**THE RECORDS**
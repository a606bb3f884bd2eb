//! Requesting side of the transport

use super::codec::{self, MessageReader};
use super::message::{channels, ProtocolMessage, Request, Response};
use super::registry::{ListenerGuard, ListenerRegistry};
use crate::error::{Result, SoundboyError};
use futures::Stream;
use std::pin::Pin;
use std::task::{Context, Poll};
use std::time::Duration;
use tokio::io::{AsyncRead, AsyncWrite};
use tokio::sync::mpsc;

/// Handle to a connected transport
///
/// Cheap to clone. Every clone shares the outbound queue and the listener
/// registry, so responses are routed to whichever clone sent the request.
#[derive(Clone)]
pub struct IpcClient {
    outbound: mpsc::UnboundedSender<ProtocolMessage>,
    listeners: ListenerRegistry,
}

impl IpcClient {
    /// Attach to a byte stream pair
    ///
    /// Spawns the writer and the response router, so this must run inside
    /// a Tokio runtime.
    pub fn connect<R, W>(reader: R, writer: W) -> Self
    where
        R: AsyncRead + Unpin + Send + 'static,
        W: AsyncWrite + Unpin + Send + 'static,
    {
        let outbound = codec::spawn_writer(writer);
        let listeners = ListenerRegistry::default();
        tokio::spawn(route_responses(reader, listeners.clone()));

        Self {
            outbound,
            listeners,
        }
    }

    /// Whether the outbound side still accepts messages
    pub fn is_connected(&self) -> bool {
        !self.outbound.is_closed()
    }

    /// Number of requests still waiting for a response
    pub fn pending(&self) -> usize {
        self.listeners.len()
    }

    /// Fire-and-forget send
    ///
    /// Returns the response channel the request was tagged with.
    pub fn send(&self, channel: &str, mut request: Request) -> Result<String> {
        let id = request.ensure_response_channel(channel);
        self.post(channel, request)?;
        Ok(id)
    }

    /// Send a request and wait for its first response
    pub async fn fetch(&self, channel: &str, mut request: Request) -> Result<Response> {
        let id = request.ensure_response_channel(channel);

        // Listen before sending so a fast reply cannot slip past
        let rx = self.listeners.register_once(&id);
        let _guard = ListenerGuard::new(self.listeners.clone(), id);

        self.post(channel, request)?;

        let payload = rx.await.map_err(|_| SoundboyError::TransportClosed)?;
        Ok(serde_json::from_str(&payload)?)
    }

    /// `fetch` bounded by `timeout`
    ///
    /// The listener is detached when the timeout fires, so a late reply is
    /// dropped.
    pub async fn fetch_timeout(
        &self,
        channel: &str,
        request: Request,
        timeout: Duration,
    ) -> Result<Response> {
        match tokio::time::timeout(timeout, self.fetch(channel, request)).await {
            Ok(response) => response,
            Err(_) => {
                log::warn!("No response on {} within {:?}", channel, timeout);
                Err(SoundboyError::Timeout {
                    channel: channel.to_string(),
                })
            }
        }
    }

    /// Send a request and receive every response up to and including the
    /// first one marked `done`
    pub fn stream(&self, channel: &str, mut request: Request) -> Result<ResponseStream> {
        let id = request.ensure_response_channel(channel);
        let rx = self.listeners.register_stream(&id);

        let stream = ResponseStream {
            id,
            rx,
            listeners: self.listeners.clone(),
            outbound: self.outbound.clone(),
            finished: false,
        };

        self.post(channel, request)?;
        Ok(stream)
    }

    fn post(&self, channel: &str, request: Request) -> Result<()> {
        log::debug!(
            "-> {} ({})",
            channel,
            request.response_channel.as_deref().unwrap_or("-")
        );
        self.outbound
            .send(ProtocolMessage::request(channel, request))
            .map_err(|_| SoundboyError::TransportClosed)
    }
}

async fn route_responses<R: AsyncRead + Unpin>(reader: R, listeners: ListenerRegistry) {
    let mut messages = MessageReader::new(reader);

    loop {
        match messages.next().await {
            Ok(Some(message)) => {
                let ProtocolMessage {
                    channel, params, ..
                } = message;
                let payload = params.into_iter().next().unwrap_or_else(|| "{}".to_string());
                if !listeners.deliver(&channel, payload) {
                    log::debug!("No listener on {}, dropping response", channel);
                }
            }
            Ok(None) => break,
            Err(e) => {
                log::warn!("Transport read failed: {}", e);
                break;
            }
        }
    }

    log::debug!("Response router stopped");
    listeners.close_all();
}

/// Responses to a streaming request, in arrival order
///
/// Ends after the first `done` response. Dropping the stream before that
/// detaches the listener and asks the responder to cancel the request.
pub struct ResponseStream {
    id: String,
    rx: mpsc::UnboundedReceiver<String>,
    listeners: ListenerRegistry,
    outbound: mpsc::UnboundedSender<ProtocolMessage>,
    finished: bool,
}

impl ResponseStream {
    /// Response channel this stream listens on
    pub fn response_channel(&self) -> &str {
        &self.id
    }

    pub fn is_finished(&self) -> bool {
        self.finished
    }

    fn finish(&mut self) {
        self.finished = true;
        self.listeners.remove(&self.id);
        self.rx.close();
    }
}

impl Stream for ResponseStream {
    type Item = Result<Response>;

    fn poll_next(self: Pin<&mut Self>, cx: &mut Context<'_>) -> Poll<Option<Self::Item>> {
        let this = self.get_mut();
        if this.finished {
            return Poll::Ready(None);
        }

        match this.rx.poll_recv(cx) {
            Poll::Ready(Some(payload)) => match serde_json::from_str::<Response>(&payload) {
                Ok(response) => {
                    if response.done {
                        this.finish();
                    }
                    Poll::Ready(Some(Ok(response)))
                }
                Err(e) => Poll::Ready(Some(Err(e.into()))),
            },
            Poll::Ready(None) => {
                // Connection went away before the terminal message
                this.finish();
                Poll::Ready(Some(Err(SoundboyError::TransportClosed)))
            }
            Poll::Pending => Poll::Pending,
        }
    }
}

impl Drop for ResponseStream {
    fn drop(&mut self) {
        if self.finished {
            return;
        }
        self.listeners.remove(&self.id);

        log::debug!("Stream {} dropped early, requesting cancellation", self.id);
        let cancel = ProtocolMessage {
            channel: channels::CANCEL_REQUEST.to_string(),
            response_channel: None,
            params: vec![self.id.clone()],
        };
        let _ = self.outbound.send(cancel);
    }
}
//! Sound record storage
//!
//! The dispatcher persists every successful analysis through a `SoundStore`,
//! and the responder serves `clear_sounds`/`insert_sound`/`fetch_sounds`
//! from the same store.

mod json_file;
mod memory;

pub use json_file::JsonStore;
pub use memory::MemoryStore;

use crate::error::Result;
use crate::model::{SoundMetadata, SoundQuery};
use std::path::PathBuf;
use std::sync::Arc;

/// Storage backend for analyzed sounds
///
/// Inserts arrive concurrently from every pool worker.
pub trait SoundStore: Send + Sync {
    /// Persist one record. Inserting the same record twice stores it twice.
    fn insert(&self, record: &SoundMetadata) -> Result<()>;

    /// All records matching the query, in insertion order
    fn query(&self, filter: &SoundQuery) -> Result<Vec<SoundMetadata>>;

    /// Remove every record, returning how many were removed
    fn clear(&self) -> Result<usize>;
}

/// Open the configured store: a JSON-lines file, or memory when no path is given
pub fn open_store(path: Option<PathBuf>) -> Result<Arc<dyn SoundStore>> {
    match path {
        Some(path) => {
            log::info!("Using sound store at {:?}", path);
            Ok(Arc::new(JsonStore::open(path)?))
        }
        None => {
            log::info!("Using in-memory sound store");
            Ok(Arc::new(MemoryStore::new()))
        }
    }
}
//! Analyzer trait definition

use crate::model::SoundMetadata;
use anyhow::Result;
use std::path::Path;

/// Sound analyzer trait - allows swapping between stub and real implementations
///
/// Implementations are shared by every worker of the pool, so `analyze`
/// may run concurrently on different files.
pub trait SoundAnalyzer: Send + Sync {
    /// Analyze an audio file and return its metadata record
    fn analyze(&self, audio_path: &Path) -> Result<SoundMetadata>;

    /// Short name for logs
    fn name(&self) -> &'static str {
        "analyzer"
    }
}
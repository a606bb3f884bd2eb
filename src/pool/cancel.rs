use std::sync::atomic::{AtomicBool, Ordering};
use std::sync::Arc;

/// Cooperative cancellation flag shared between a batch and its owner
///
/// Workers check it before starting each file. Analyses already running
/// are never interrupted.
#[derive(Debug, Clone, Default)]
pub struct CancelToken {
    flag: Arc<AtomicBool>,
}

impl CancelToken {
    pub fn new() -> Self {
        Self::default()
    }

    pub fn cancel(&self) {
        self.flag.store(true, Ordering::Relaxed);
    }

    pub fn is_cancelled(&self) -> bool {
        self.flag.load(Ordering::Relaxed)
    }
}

**AIM OF THE EXERCISE**
Wherever a line above contains "super", copy that line.

**OUTPUT FOR THIS EXERCISE**
use super::codec::{self, MessageReader};
use super::message::{channels, ProtocolMessage, Request, Response};
use super::registry::{ListenerGuard, ListenerRegistry};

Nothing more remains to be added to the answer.